[Stored data]
<<<<

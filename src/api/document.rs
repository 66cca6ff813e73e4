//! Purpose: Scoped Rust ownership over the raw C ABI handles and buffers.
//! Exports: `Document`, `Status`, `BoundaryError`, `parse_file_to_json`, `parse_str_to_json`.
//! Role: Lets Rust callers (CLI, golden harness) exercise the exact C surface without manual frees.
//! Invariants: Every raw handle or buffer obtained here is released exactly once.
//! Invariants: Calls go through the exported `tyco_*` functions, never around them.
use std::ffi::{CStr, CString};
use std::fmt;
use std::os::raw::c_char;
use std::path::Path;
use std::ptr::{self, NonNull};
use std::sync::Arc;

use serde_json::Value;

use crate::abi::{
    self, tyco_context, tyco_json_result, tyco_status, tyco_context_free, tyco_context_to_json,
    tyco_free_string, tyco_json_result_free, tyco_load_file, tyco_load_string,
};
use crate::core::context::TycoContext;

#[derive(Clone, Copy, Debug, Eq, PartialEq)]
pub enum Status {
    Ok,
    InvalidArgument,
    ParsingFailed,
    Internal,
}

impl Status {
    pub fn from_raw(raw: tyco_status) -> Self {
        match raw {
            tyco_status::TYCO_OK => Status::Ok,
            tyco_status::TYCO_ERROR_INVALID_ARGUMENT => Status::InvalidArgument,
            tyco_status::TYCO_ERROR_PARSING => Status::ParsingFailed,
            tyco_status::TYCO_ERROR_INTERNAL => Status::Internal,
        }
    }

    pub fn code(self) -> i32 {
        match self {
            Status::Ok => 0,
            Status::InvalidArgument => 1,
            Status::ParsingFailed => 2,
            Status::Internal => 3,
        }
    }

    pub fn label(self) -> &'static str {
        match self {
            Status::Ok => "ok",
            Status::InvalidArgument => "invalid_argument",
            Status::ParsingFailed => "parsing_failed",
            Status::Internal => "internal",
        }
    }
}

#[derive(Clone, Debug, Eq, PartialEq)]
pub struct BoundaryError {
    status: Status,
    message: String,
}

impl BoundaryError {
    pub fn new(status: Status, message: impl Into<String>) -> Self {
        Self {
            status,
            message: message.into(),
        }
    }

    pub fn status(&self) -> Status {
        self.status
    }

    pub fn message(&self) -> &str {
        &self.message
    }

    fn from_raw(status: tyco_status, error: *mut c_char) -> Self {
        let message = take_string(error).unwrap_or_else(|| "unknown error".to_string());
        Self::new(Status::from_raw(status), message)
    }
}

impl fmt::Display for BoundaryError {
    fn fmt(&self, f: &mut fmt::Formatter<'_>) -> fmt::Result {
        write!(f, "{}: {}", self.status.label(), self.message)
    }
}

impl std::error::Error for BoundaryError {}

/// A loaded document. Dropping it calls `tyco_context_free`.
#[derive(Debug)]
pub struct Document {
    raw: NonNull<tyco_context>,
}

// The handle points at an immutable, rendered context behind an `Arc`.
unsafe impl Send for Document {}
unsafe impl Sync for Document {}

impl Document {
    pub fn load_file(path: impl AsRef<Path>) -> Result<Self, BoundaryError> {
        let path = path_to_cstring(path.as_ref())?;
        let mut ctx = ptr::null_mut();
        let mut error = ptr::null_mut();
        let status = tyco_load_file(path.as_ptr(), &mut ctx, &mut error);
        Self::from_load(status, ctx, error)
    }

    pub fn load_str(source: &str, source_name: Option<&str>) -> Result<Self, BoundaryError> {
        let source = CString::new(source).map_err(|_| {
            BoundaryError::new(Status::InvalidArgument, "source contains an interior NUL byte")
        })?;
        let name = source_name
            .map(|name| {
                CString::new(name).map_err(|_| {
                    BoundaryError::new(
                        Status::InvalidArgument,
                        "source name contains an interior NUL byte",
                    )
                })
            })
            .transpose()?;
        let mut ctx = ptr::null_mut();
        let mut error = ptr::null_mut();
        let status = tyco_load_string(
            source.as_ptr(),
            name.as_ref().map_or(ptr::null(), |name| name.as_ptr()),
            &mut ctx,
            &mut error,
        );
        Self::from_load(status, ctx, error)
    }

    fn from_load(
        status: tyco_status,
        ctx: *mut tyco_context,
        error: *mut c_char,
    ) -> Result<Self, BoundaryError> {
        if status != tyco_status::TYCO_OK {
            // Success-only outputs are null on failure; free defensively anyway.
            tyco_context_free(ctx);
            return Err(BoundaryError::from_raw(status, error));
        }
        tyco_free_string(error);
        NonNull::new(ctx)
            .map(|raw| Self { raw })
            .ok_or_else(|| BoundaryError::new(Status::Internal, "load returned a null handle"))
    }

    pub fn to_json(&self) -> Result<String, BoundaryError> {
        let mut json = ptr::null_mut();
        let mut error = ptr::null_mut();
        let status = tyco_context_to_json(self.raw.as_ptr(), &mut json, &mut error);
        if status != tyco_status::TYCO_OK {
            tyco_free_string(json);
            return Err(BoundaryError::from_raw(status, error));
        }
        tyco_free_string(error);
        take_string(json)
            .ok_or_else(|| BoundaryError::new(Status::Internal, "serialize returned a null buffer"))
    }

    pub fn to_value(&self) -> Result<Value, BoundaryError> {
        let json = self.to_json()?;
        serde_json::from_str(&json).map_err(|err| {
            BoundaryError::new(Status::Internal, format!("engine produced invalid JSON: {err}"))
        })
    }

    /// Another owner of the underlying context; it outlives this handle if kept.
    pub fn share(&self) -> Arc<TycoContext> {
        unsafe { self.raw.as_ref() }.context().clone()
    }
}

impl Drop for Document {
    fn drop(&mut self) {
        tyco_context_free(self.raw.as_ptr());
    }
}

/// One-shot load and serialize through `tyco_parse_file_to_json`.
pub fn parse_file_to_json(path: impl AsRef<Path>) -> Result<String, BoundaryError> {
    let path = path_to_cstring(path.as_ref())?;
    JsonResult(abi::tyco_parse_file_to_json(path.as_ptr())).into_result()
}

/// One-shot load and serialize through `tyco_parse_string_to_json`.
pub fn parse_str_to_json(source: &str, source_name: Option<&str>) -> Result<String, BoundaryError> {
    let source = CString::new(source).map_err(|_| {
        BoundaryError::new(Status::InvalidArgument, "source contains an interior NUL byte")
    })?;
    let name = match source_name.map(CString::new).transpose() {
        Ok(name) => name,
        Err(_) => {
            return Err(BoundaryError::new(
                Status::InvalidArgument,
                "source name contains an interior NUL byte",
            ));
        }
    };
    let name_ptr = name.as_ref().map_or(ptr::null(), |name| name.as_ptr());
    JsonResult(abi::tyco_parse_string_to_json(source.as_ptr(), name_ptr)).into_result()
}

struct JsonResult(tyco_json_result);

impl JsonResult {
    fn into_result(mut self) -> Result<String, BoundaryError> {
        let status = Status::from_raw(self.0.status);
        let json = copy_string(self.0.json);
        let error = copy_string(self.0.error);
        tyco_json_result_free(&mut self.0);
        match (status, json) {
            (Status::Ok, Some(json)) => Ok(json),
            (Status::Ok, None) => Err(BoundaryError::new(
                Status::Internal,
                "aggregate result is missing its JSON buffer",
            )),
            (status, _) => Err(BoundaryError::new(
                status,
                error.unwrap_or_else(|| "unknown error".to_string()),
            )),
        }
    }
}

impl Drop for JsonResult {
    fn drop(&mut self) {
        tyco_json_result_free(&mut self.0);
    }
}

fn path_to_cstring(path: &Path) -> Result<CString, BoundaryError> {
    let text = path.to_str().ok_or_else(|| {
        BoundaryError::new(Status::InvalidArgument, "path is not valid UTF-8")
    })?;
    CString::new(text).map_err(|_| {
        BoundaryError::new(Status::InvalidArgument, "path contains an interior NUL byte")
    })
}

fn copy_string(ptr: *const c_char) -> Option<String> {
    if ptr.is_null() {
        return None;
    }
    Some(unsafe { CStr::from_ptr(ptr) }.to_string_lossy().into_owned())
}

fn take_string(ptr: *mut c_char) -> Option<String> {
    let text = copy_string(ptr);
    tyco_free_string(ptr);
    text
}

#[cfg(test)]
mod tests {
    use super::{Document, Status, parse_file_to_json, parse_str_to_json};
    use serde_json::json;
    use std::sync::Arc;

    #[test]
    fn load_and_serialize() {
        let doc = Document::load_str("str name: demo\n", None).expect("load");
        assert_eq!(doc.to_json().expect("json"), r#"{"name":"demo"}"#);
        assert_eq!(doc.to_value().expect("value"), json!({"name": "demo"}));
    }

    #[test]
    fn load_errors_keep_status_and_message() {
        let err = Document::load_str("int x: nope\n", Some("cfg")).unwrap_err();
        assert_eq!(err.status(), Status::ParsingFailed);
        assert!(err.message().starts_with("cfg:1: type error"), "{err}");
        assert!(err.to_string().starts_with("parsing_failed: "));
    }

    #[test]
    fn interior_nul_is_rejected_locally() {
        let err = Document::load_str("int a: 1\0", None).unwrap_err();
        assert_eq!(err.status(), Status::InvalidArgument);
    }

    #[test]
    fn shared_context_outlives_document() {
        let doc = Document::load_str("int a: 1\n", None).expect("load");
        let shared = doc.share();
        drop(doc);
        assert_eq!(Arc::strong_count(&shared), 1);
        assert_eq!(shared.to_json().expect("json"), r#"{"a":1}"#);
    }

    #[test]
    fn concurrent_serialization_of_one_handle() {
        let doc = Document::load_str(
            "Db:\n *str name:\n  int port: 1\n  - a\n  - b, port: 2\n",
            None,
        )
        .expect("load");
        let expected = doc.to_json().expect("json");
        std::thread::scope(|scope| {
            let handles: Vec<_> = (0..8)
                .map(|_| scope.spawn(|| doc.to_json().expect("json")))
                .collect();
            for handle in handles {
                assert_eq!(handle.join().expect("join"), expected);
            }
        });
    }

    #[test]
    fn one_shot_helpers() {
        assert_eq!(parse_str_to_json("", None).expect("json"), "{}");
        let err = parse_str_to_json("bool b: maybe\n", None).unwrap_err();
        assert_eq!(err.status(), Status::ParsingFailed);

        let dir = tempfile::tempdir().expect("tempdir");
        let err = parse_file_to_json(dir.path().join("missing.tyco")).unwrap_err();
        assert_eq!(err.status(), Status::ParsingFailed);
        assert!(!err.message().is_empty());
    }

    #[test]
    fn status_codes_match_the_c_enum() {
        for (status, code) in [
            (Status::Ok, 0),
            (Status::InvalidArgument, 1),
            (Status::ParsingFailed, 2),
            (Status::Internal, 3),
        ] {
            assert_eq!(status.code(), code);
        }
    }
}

>>>>

What to do: There is a run of lines above from the one with "parse_str_to_json(source: &str, source_name: Option<&str>)" to the one with "impl Drop for JsonResult"; print exactly that run, both ends included, and nothing else.

Result:
pub fn parse_str_to_json(source: &str, source_name: Option<&str>) -> Result<String, BoundaryError> {
    let source = CString::new(source).map_err(|_| {
        BoundaryError::new(Status::InvalidArgument, "source contains an interior NUL byte")
    })?;
    let name = match source_name.map(CString::new).transpose() {
        Ok(name) => name,
        Err(_) => {
            return Err(BoundaryError::new(
                Status::InvalidArgument,
                "source name contains an interior NUL byte",
            ));
        }
    };
    let name_ptr = name.as_ref().map_or(ptr::null(), |name| name.as_ptr());
    JsonResult(abi::tyco_parse_string_to_json(source.as_ptr(), name_ptr)).into_result()
}

struct JsonResult(tyco_json_result);

impl JsonResult {
    fn into_result(mut self) -> Result<String, BoundaryError> {
        let status = Status::from_raw(self.0.status);
        let json = copy_string(self.0.json);
        let error = copy_string(self.0.error);
        tyco_json_result_free(&mut self.0);
        match (status, json) {
            (Status::Ok, Some(json)) => Ok(json),
            (Status::Ok, None) => Err(BoundaryError::new(
                Status::Internal,
                "aggregate result is missing its JSON buffer",
            )),
            (status, _) => Err(BoundaryError::new(
                status,
                error.unwrap_or_else(|| "unknown error".to_string()),
            )),
        }
    }
}

impl Drop for JsonResult {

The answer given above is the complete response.